WHAT THE TASK REQUIRES: In the entries that follow, find every line containing "scans" and copy it.

+++ TASK INPUT

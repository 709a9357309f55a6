use std::sync::Arc;
use std::sync::atomic::{AtomicBool, Ordering};

/// Shared flag that stops a dispatch from admitting new work.
///
/// Probes already in flight are still drained; only submission stops.
#[derive(Clone, Debug, Default)]
pub struct StopSignal(Arc<AtomicBool>);

impl StopSignal {
    pub fn new() -> Self {
        Self::default()
    }

    pub fn raise(&self) {
        self.0.store(true, Ordering::Relaxed);
    }

    pub fn is_raised(&self) -> bool {
        self.0.load(Ordering::Relaxed)
    }
}
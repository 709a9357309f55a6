//! # Scan Target Model
//!
//! Defines the possible inputs for a scan.
//!
//! A target is either:
//! * A bare hostname or IP address (port scans, subdomain scans).
//! * A base URL with an `http`/`https` scheme (directory scans).

use std::fmt;
use std::net::Ipv6Addr;
use std::str::FromStr;

use serde::Serialize;
use url::Url;

use crate::error::ScanError;

/// Represents what a scan is pointed at. Immutable once parsed.
#[derive(Clone, Debug, PartialEq, Eq, Serialize)]
#[serde(tag = "kind", content = "value", rename_all = "lowercase")]
pub enum Target {
    /// A hostname or IP literal, e.g. `example.com` or `10.0.0.5`.
    Host { name: String },
    /// A base URL, kept exactly as supplied, e.g. `https://example.com/app`.
    Url { base: String },
}

impl Target {
    /// Builds a URL target for `host` using `https://` or `http://`.
    pub fn with_scheme(host: &str, https: bool) -> Result<Self, ScanError> {
        let scheme: &str = if https { "https" } else { "http" };
        parse_url(&format!("{scheme}://{}", url_host(host.trim())))
    }

    /// The hostname part of the target.
    pub fn host(&self) -> &str {
        match self {
            Target::Host { name } => name,
            Target::Url { base } => host_of(base).unwrap_or(base),
        }
    }

    /// The URL this target points at. Hosts are assumed to speak plain HTTP.
    pub fn url(&self) -> String {
        match self {
            Target::Host { name } => format!("http://{}", url_host(name)),
            Target::Url { base } => base.clone(),
        }
    }
}

impl fmt::Display for Target {
    fn fmt(&self, f: &mut fmt::Formatter<'_>) -> fmt::Result {
        match self {
            Target::Host { name } => write!(f, "{name}"),
            Target::Url { base } => write!(f, "{base}"),
        }
    }
}

impl FromStr for Target {
    type Err = ScanError;

    /// Parses a string into a `Target`.
    ///
    /// Supported formats:
    /// * **URL**: anything containing `://`; the scheme must be http or https.
    /// * **Host**: a hostname or IP literal without scheme, path or whitespace.
    fn from_str(s: &str) -> Result<Self, Self::Err> {
        let s: &str = s.trim();

        if s.contains("://") {
            return parse_url(s);
        }

        parse_host(s)
    }
}

fn parse_url(s: &str) -> Result<Target, ScanError> {
    let url: Url = Url::parse(s).map_err(|e| invalid(s, &e.to_string()))?;

    if !matches!(url.scheme(), "http" | "https") {
        return Err(invalid(s, "scheme must be http or https"));
    }
    if url.host_str().is_none_or(str::is_empty) {
        return Err(invalid(s, "missing host"));
    }

    Ok(Target::Url {
        base: s.to_string(),
    })
}

fn parse_host(s: &str) -> Result<Target, ScanError> {
    if s.is_empty() {
        return Err(invalid(s, "empty host"));
    }
    if s.contains(['/', ' ', '\t']) {
        return Err(invalid(s, "a host cannot contain '/' or whitespace"));
    }

    Ok(Target::Host {
        name: s.to_string(),
    })
}

/// IPv6 literals need brackets inside a URL.
fn url_host(host: &str) -> String {
    match host.parse::<Ipv6Addr>() {
        Ok(_) => format!("[{host}]"),
        Err(_) => host.to_string(),
    }
}

fn host_of(base: &str) -> Option<&str> {
    let rest: &str = base.split_once("://")?.1;
    let authority: &str = rest.split(['/', '?', '#']).next()?;
    let authority: &str = authority.rsplit_once('@').map_or(authority, |(_, a)| a);

    if let Some(stripped) = authority.strip_prefix('[') {
        return stripped.split_once(']').map(|(ip, _)| ip);
    }
    authority.split(':').next()
}

fn invalid(target: &str, reason: &str) -> ScanError {
    ScanError::InvalidTarget {
        target: target.to_string(),
        reason: reason.to_string(),
    }
}

// ╔════════════════════════════════════════════╗
// ║ ████████╗███████╗███████╗████████╗███████╗ ║
// ║ ╚══██╔══╝██╔════╝██╔════╝╚══██╔══╝██╔════╝ ║
// ║    ██║   █████╗  ███████╗   ██║   ███████╗ ║
// ║    ██║   ██╔══╝  ╚════██║   ██║   ╚════██║ ║
// ║    ██║   ███████╗███████║   ██║   ███████║ ║
// ║    ╚═╝   ╚══════╝╚══════╝   ╚═╝   ╚══════╝ ║
// ╚════════════════════════════════════════════╝

#[cfg(test)]
mod tests {
    use super::*;

    #[test]
    fn test_from_str_full_parsing() {
        // Hosts
        assert!(matches!(
            Target::from_str("example.com"),
            Ok(Target::Host { .. })
        ));
        assert!(matches!(Target::from_str("10.0.0.5"), Ok(Target::Host { .. })));
        assert!(matches!(Target::from_str("::1"), Ok(Target::Host { .. })));

        // URLs
        assert!(matches!(
            Target::from_str("https://example.com"),
            Ok(Target::Url { .. })
        ));
        assert!(matches!(
            Target::from_str("http://127.0.0.1:8080/app/"),
            Ok(Target::Url { .. })
        ));

        // Invalid
        assert!(Target::from_str("").is_err());
        assert!(Target::from_str("example.com/admin").is_err());
        assert!(Target::from_str("ftp://example.com").is_err());
        assert!(Target::from_str("http://").is_err());
    }

    #[test]
    fn url_target_is_kept_verbatim() {
        let target = Target::from_str("  https://Example.com/app/ ").unwrap();
        assert_eq!(
            target,
            Target::Url {
                base: "https://Example.com/app/".to_string()
            }
        );
    }

    #[test]
    fn host_is_extracted_from_url() {
        let cases = [
            ("http://example.com", "example.com"),
            ("https://example.com:8443/path", "example.com"),
            ("http://user:pw@example.com/", "example.com"),
            ("http://[::1]:8080/", "::1"),
        ];

        for (input, expected) in cases {
            let target = Target::from_str(input).unwrap();
            assert_eq!(target.host(), expected, "host of {input}");
        }
    }

    #[test]
    fn with_scheme_builds_url_targets() {
        let https = Target::with_scheme("example.com", true).unwrap();
        let http = Target::with_scheme("example.com", false).unwrap();

        assert_eq!(https.url(), "https://example.com");
        assert_eq!(http.url(), "http://example.com");
        assert_eq!(https.host(), "example.com");
    }

    #[test]
    fn ipv6_hosts_are_bracketed_in_urls() {
        let host = Target::from_str("::1").unwrap();
        assert_eq!(host.url(), "http://[::1]");
        assert!(Target::from_str(&host.url()).is_ok());

        let url = Target::with_scheme("fe80::1", true).unwrap();
        assert_eq!(url.url(), "https://[fe80::1]");
        assert_eq!(url.host(), "fe80::1");

        let v4 = Target::with_scheme("10.0.0.5", false).unwrap();
        assert_eq!(v4.url(), "http://10.0.0.5");
    }

    #[test]
    fn host_target_defaults_to_http_url() {
        let target = Target::from_str("example.com").unwrap();
        assert_eq!(target.url(), "http://example.com");
    }
}
use std::path::Path;
use std::sync::Arc;
use std::time::Duration;

use colored::*;
use reconic_common::config::Config;
use reconic_common::models::target::Target;
use reconic_common::services::PortServiceMap;
use reconic_common::warn;
use reconic_core::engine::{ScanReport, StopSignal};
use reconic_core::scanner::{self, PortScanOptions};

use crate::commands::{Tuning, emit_json, tracked};
use crate::mprint;
use crate::terminal::{colors, format, print};

pub async fn ports(
    target: Target,
    ports_file: Option<&Path>,
    tuning: &Tuning,
    stop: &StopSignal,
    cfg: &Config,
) -> anyhow::Result<()> {
    let (report, elapsed) = scan(&target, ports_file, tuning, stop, cfg).await?;

    if cfg.json {
        return emit_json(&report);
    }
    render(&report, elapsed, cfg);
    Ok(())
}

pub async fn scan(
    target: &Target,
    ports_file: Option<&Path>,
    tuning: &Tuning,
    stop: &StopSignal,
    cfg: &Config,
) -> anyhow::Result<(ScanReport, Duration)> {
    let services: PortServiceMap = match ports_file {
        Some(path) => PortServiceMap::from_file(path)?,
        None => PortServiceMap::embedded()?,
    };

    let defaults = PortScanOptions::default();
    let options = PortScanOptions {
        concurrency: tuning.concurrency.unwrap_or(defaults.concurrency),
        timeout: tuning.timeout.unwrap_or(defaults.timeout),
    };

    let services: Arc<PortServiceMap> = Arc::new(services);
    let (report, elapsed) = tracked("Scanning ports", stop, cfg, |dispatcher| async move {
        scanner::port_scan(target, services, &options, &dispatcher).await
    })
    .await;

    Ok((report?, elapsed))
}

pub fn render(report: &ScanReport, elapsed: Duration, cfg: &Config) {
    if report.is_cancelled() {
        warn!("Stopped early, {} of {} ports probed", report.probed(), report.total());
    }

    let open_ports: Vec<(u16, String)> = report.open_ports();
    if open_ports.is_empty() {
        print::no_results("no open ports", cfg.quiet);
        return;
    }

    if cfg.quiet > 0 {
        mprint!();
    }

    print::header(&format!("open ports on {}", report.target()), cfg.quiet);

    let keys: Vec<String> = open_ports.iter().map(|(port, _)| format::port_key(*port)).collect();
    print::set_key_width(keys.iter().map(String::as_str));
    for (key, (_, service)) in keys.iter().zip(&open_ports) {
        print::aligned_line(key, service.as_str().color(colors::SERVICE));
    }

    let found: String = format::count(open_ports.len(), "open port", "open ports");
    print::summary("Port Scan", &found, elapsed, cfg.quiet);
}
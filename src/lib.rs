//! rbuild - a declarative project build evaluator
//!
//! A project file declares properties, items with metadata, and targets made
//! of tasks. rbuild evaluates the description in passes, partitions item
//! lists into batches by metadata, and builds targets in dependency order,
//! skipping those whose outputs are up to date.

// Public modules
pub mod batching;
pub mod cli;
pub mod condition;
pub mod config;
pub mod error;
pub mod events;
pub mod expression;
pub mod project;
pub mod runner;
pub mod tasks;

// Re-export commonly used types
pub use error::{BuildError, Result, RbuildError};
pub use project::Project;
pub use runner::{BuildSummary, Session};

/// Current version of rbuild
pub const VERSION: &str = env!("CARGO_PKG_VERSION");
//! Target and item-definition tables built from the flattened project

use crate::config::types::{ProjectDefinition, Target};
use crate::project::metadata::MetadataTable;
use std::path::PathBuf;

/// A target together with the file that defined it
#[derive(Debug, Clone)]
pub struct TargetDefinition {
    pub target: Target,
    pub file: PathBuf,
}

impl TargetDefinition {
    pub fn name(&self) -> &str {
        &self.target.name
    }
}

/// Targets by name (case-insensitive), in first-definition order.
///
/// A later definition of the same name replaces the earlier one.
#[derive(Debug, Clone, Default)]
pub struct TargetTable {
    targets: Vec<TargetDefinition>,
}

impl TargetTable {
    pub fn from_definition(definition: &ProjectDefinition) -> Self {
        let mut table = TargetTable::default();
        for (target, file) in definition.targets() {
            table.insert(TargetDefinition {
                target: target.clone(),
                file: file.clone(),
            });
        }
        table
    }

    pub fn insert(&mut self, definition: TargetDefinition) {
        match self
            .targets
            .iter_mut()
            .find(|t| t.name().eq_ignore_ascii_case(definition.name()))
        {
            Some(existing) => *existing = definition,
            None => self.targets.push(definition),
        }
    }

    pub fn get(&self, name: &str) -> Option<&TargetDefinition> {
        self.targets
            .iter()
            .find(|t| t.name().eq_ignore_ascii_case(name))
    }

    pub fn contains(&self, name: &str) -> bool {
        self.get(name).is_some()
    }

    pub fn first(&self) -> Option<&TargetDefinition> {
        self.targets.first()
    }

    pub fn iter(&self) -> impl Iterator<Item = &TargetDefinition> {
        self.targets.iter()
    }

    pub fn names(&self) -> impl Iterator<Item = &str> {
        self.targets.iter().map(TargetDefinition::name)
    }

    pub fn len(&self) -> usize {
        self.targets.len()
    }

    pub fn is_empty(&self) -> bool {
        self.targets.is_empty()
    }
}

/// Default metadata per item type
#[derive(Debug, Clone, Default)]
pub struct ItemDefinitions {
    defaults: Vec<(String, MetadataTable)>,
}

impl ItemDefinitions {
    pub fn get(&self, item_type: &str) -> Option<&MetadataTable> {
        self.defaults
            .iter()
            .find(|(t, _)| t.eq_ignore_ascii_case(item_type))
            .map(|(_, table)| table)
    }

    pub fn entry(&mut self, item_type: &str) -> &mut MetadataTable {
        let index = match self
            .defaults
            .iter()
            .position(|(t, _)| t.eq_ignore_ascii_case(item_type))
        {
            Some(index) => index,
            None => {
                self.defaults
                    .push((item_type.to_string(), MetadataTable::new()));
                self.defaults.len() - 1
            }
        };
        &mut self.defaults[index].1
    }

    pub fn is_empty(&self) -> bool {
        self.defaults.is_empty()
    }

    pub fn clear(&mut self) {
        self.defaults.clear();
    }
}
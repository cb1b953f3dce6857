//! CLI interface and argument parsing
//!
//! This module handles command-line interface parsing, help generation,
//! and shell completion.

pub mod app;

// Re-export main types
pub use app::*;
//! Console output for build events

use crate::events::event::{BuildEvent, Importance};
use crate::events::sink::EventSink;
use colored::Colorize;

/// Verbosity levels for output
#[derive(Debug, Clone, Copy, PartialEq, Eq, PartialOrd, Ord)]
pub enum Verbosity {
    Silent = 0,
    Quiet = 1,
    Normal = 2,
    Verbose = 3,
}

/// Prints events to stderr, gated by verbosity
pub struct ConsoleLogger {
    pub verbosity: Verbosity,
}

impl ConsoleLogger {
    pub fn new(verbosity: Verbosity) -> Self {
        ConsoleLogger { verbosity }
    }

    /// Print info message (if not quiet)
    pub fn print_info(&self, message: &str) {
        if self.verbosity >= Verbosity::Normal {
            eprintln!("{} {}", "[INFO]".green(), message);
        }
    }

    /// Print warning message (if not silent)
    pub fn print_warning(&self, message: &str) {
        if self.verbosity >= Verbosity::Quiet {
            eprintln!("{} {}", "[WARN]".yellow(), message.yellow());
        }
    }

    /// Print error message (if not silent)
    pub fn print_error(&self, message: &str) {
        if self.verbosity >= Verbosity::Quiet {
            eprintln!("{} {}", "[ERROR]".red().bold(), message.red());
        }
    }

    /// Print debug message (if verbose)
    pub fn print_debug(&self, message: &str) {
        if self.verbosity >= Verbosity::Verbose {
            eprintln!("{} {}", "[DEBUG]".dimmed(), message);
        }
    }

    /// Lowest verbosity at which a message of this importance shows
    fn threshold(importance: Importance) -> Verbosity {
        match importance {
            Importance::High => Verbosity::Quiet,
            Importance::Normal => Verbosity::Normal,
            Importance::Low => Verbosity::Verbose,
        }
    }
}

impl EventSink for ConsoleLogger {
    fn send(&self, event: &BuildEvent) {
        match event {
            BuildEvent::Message { importance, text, .. } => {
                if self.verbosity >= Self::threshold(*importance) {
                    eprintln!("{}", text);
                }
            }
            BuildEvent::Warning(_) => self.print_warning(&event.to_string()),
            BuildEvent::Error(_) => self.print_error(&event.to_string()),
            BuildEvent::TargetStarted { .. } | BuildEvent::ProjectStarted { .. } => {
                self.print_info(&event.to_string())
            }
            BuildEvent::BuildFinished { succeeded } => {
                if *succeeded {
                    self.print_info(&event.to_string());
                } else {
                    self.print_error(&event.to_string());
                }
            }
            _ => self.print_debug(&event.to_string()),
        }
    }
}

#[cfg(test)]
mod tests {
    use super::*;

    #[test]
    fn test_verbosity_levels() {
        assert!(Verbosity::Verbose > Verbosity::Normal);
        assert!(Verbosity::Normal > Verbosity::Quiet);
        assert!(Verbosity::Quiet > Verbosity::Silent);
    }

    #[test]
    fn test_importance_thresholds() {
        assert_eq!(ConsoleLogger::threshold(Importance::High), Verbosity::Quiet);
        assert_eq!(ConsoleLogger::threshold(Importance::Low), Verbosity::Verbose);
    }
}
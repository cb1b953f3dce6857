//! Condition tokenizer

use crate::error::{BuildError, BuildResult, StructuralError};
use crate::expression::parser::find_closing_paren;

#[derive(Debug, Clone, PartialEq, Eq)]
pub enum Token {
    LeftParen,
    RightParen,
    Comma,
    Not,
    Equal,
    NotEqual,
    Less,
    LessOrEqual,
    Greater,
    GreaterOrEqual,
    And,
    Or,
    /// A name directly followed by `(`
    Function(String),
    /// A quoted string (quotes removed) or a bare word, number or reference
    Value { text: String, quoted: bool },
}

pub(crate) fn malformed_condition(condition: &str, message: impl Into<String>) -> BuildError {
    StructuralError::MalformedCondition {
        condition: condition.to_string(),
        message: message.into(),
    }
    .into()
}

/// Split a condition into tokens
pub fn tokenize(condition: &str) -> BuildResult<Vec<Token>> {
    let mut tokens = Vec::new();
    let bytes = condition.as_bytes();
    let mut pos = 0;

    while pos < condition.len() {
        let rest = &condition[pos..];
        let Some(c) = rest.chars().next() else {
            break;
        };

        if c.is_whitespace() {
            pos += c.len_utf8();
            continue;
        }

        let two = rest.get(..2).unwrap_or("");
        let (token, len) = match (c, two) {
            (_, "==") => (Token::Equal, 2),
            (_, "!=") => (Token::NotEqual, 2),
            (_, "<=") => (Token::LessOrEqual, 2),
            (_, ">=") => (Token::GreaterOrEqual, 2),
            ('<', _) => (Token::Less, 1),
            ('>', _) => (Token::Greater, 1),
            ('!', _) => (Token::Not, 1),
            ('(', _) => (Token::LeftParen, 1),
            (')', _) => (Token::RightParen, 1),
            (',', _) => (Token::Comma, 1),
            ('\'', _) => {
                let end = quoted_end(condition, pos + 1)
                    .ok_or_else(|| malformed_condition(condition, "unterminated quoted string"))?;
                tokens.push(Token::Value {
                    text: condition[pos + 1..end].to_string(),
                    quoted: true,
                });
                pos = end + 1;
                continue;
            }
            ('$' | '@' | '%', _) if bytes.get(pos + 1) == Some(&b'(') => {
                let close = find_closing_paren(condition, pos + 2)
                    .ok_or_else(|| malformed_condition(condition, "unterminated reference"))?;
                tokens.push(Token::Value {
                    text: condition[pos..=close].to_string(),
                    quoted: false,
                });
                pos = close + 1;
                continue;
            }
            _ => {
                let len = rest
                    .char_indices()
                    .find(|(_, ch)| !is_word_char(*ch))
                    .map(|(i, _)| i)
                    .unwrap_or(rest.len());
                if len == 0 {
                    return Err(malformed_condition(
                        condition,
                        format!("unexpected character '{}' at position {}", c, pos),
                    ));
                }
                let word = &rest[..len];
                let token = if word.eq_ignore_ascii_case("and") {
                    Token::And
                } else if word.eq_ignore_ascii_case("or") {
                    Token::Or
                } else if rest[len..].trim_start().starts_with('(') {
                    Token::Function(word.to_string())
                } else {
                    Token::Value {
                        text: word.to_string(),
                        quoted: false,
                    }
                };
                (token, len)
            }
        };
        tokens.push(token);
        pos += len;
    }

    Ok(tokens)
}

fn is_word_char(c: char) -> bool {
    c.is_alphanumeric() || matches!(c, '_' | '.' | '-' | '+' | '/' | '\\' | ':')
}

/// Position of the quote closing a string that starts at `start`.
///
/// Quotes inside `$(...)`, `@(...)` and `%(...)` do not end the string.
fn quoted_end(condition: &str, start: usize) -> Option<usize> {
    let bytes = condition.as_bytes();
    let mut pos = start;
    while pos < bytes.len() {
        match bytes[pos] {
            b'\'' => return Some(pos),
            b'$' | b'@' | b'%' if bytes.get(pos + 1) == Some(&b'(') => {
                pos = find_closing_paren(condition, pos + 2)? + 1;
            }
            _ => pos += 1,
        }
    }
    None
}

#[cfg(test)]
mod tests {
    use super::*;

    fn value(text: &str, quoted: bool) -> Token {
        Token::Value {
            text: text.to_string(),
            quoted,
        }
    }

    #[test]
    fn test_tokenize_comparison() {
        let tokens = tokenize("'$(X)' == '1'").unwrap();
        assert_eq!(
            tokens,
            vec![value("$(X)", true), Token::Equal, value("1", true)]
        );
    }

    #[test]
    fn test_tokenize_operators_and_keywords() {
        let tokens = tokenize("!(a<=b) AND c >= 2 or $(D)!=''").unwrap();
        assert_eq!(
            tokens,
            vec![
                Token::Not,
                Token::LeftParen,
                value("a", false),
                Token::LessOrEqual,
                value("b", false),
                Token::RightParen,
                Token::And,
                value("c", false),
                Token::GreaterOrEqual,
                value("2", false),
                Token::Or,
                value("$(D)", false),
                Token::NotEqual,
                value("", true),
            ]
        );
    }

    #[test]
    fn test_tokenize_function() {
        let tokens = tokenize("Exists('out/a.txt')").unwrap();
        assert_eq!(
            tokens,
            vec![
                Token::Function("Exists".to_string()),
                Token::LeftParen,
                value("out/a.txt", true),
                Token::RightParen,
            ]
        );
    }

    #[test]
    fn test_quotes_inside_reference_do_not_end_string() {
        let tokens = tokenize("'$(Name.Replace('a', 'b'))' == 'b'").unwrap();
        assert_eq!(tokens[0], value("$(Name.Replace('a', 'b'))", true));
    }

    #[test]
    fn test_unterminated_string() {
        assert!(tokenize("'abc").is_err());
        assert!(tokenize("$(abc").is_err());
        assert!(tokenize("a == #").is_err());
    }
}
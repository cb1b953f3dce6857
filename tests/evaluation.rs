//! Integration tests for project evaluation

mod common;

use common::{create_test_project, load, load_with, specs, write_file};
use rbuild::error::{BuildError, RbuildError, StructuralError};
use rbuild::project::Project;

#[test]
fn test_wildcard_include_with_exclude() {
    let (dir, path) = create_test_project(
        r#"
elements:
  - item_group:
      items:
        - type: Compile
          include: "src/**/*.cs"
          exclude: "src/skip.cs"
"#,
    );
    write_file(dir.path(), "src/a.cs", "");
    write_file(dir.path(), "src/b.cs", "");
    write_file(dir.path(), "src/gen/c.cs", "");
    write_file(dir.path(), "src/skip.cs", "");
    write_file(dir.path(), "src/readme.md", "");

    let project = load(&path);
    assert_eq!(specs(&project, "Compile"), ["src/a.cs", "src/b.cs", "src/gen/c.cs"]);

    let items = project.items("Compile");
    assert_eq!(items[0].recursive_dir(), "");
    assert_eq!(items[2].recursive_dir(), "gen/");
}

#[test]
fn test_global_property_wins_over_project() {
    let (_dir, path) = create_test_project(
        r#"
elements:
  - property_group:
      properties:
        Configuration: Debug
        OutDir: bin/$(Configuration)/
"#,
    );

    let project = load_with(&path, &[("Configuration", "Release")]);
    assert_eq!(project.property("Configuration").as_deref(), Some("Release"));
    assert_eq!(project.property("OutDir").as_deref(), Some("bin/Release/"));

    let project = load(&path);
    assert_eq!(project.property("OutDir").as_deref(), Some("bin/Debug/"));
}

#[test]
fn test_conditional_properties() {
    let (_dir, path) = create_test_project(
        r#"
elements:
  - property_group:
      properties:
        - name: OutDir
          value: out/
          condition: "'$(OutDir)' == ''"
        - name: OutDir
          value: ignored/
          condition: "'$(OutDir)' == ''"
        - name: Upper
          value: "$(OutDir.ToUpper())"
"#,
    );

    let project = load(&path);
    assert_eq!(project.property("OutDir").as_deref(), Some("out/"));
    assert_eq!(project.property("Upper").as_deref(), Some("OUT/"));
}

#[test]
fn test_choose_selects_first_matching_branch() {
    let (_dir, path) = create_test_project(
        r#"
elements:
  - property_group:
      properties:
        Platform: arm
  - choose:
      when:
        - condition: "'$(Platform)' == 'x86'"
          elements:
            - property_group:
                properties:
                  Bits: 32
        - condition: "'$(Platform)' == 'arm'"
          elements:
            - property_group:
                properties:
                  Bits: 64
            - item_group:
                items:
                  - type: Lib
                    include: "libarm.a"
      otherwise:
        - property_group:
            properties:
              Bits: unknown
"#,
    );

    let project = load(&path);
    assert_eq!(project.property("Bits").as_deref(), Some("64"));
    assert_eq!(specs(&project, "Lib"), ["libarm.a"]);
}

#[test]
fn test_item_definitions_supply_defaults() {
    let (_dir, path) = create_test_project(
        r#"
elements:
  - item_definition_group:
      definitions:
        - type: Compile
          metadata:
            Culture: en
            Optimize: "true"
  - item_group:
      items:
        - type: Compile
          include: "a.cs;b.cs"
        - type: Compile
          include: "c.cs"
          metadata:
            Culture: de
"#,
    );

    let project = load(&path);
    let items = project.items("Compile");
    let cultures: Vec<Option<String>> = items.iter().map(|i| i.custom_metadata("Culture")).collect();
    assert_eq!(
        cultures,
        [Some("en".to_string()), Some("en".to_string()), Some("de".to_string())]
    );
    assert_eq!(items[2].custom_metadata("Optimize").as_deref(), Some("true"));
}

#[test]
fn test_update_and_remove_items() {
    let (_dir, path) = create_test_project(
        r#"
elements:
  - item_group:
      items:
        - type: Compile
          include: "a.cs;b.cs;c.cs"
          metadata:
            Flag: off
  - item_group:
      items:
        - type: Compile
          update: "b.cs"
          metadata:
            Flag: "on-%(Filename)"
        - type: Compile
          remove: "c.cs"
"#,
    );

    let project = load(&path);
    assert_eq!(specs(&project, "Compile"), ["a.cs", "b.cs"]);
    let flags: Vec<Option<String>> = project
        .items("Compile")
        .iter()
        .map(|i| i.custom_metadata("Flag"))
        .collect();
    assert_eq!(flags, [Some("off".to_string()), Some("on-b".to_string())]);
}

#[test]
fn test_items_reference_earlier_items() {
    let (_dir, path) = create_test_project(
        r#"
elements:
  - item_group:
      items:
        - type: Source
          include: "one.txt;two.txt"
        - type: All
          include: "@(Source);three.txt"
"#,
    );

    let project = load(&path);
    assert_eq!(specs(&project, "All"), ["one.txt", "two.txt", "three.txt"]);
}

#[test]
fn test_env_file_supplies_environment_properties() {
    let (dir, path) = create_test_project(
        r#"
elements:
  - property_group:
      properties:
        Greeting: "$(RBUILD_TEST_GREETING) there"
"#,
    );
    write_file(dir.path(), ".env", "RBUILD_TEST_GREETING=hello\n");

    let project = load(&path);
    assert_eq!(project.property("Greeting").as_deref(), Some("hello there"));
}

#[test]
fn test_reserved_property_assignment_fails() {
    let (_dir, path) = create_test_project(
        r#"
elements:
  - property_group:
      properties:
        ProjectName: other
"#,
    );

    let result = Project::load(&path, Vec::new());
    assert!(matches!(
        result,
        Err(RbuildError::Build(BuildError::Structural(StructuralError::ReservedProperty(_))))
    ));
}

#[test]
fn test_imported_elements_come_first() {
    let (dir, path) = create_test_project(
        r#"
imports: [shared/common.yml]
elements:
  - property_group:
      properties:
        Full: "$(Base)/app"
"#,
    );
    write_file(
        dir.path(),
        "shared/common.yml",
        r#"
elements:
  - property_group:
      properties:
        Base: /opt
"#,
    );

    let project = load(&path);
    assert_eq!(project.property("Full").as_deref(), Some("/opt/app"));
}
#[cfg(test)]
mod tests {
    use super::*;

    #[test]
    fn test_spec_matcher() {
        let entries = vec![
            TaskItem::new("src/gen/*.cs"),
            TaskItem::new("./README.md"),
        ];
        let matcher = SpecMatcher::new(Path::new("/p"), &entries);
        assert!(matcher.matches("src/gen/a.cs"));
        assert!(!matcher.matches("src/gen/deep/a.cs"));
        assert!(matcher.matches("README.md"));
        assert!(matcher.matches("docs/../README.md"));
        assert!(!matcher.matches("src/main.cs"));
    }

    #[test]
    fn test_references_metadata() {
        assert!(references_metadata("%(Filename).obj"));
        assert!(!references_metadata("$(OutDir)"));
    }
}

++++++

EXERCISE SOLUTION:
//! * A bare hostname or IP address (port scans, subdomain scans).
//! * A base URL with an `http`/`https` scheme (directory scans).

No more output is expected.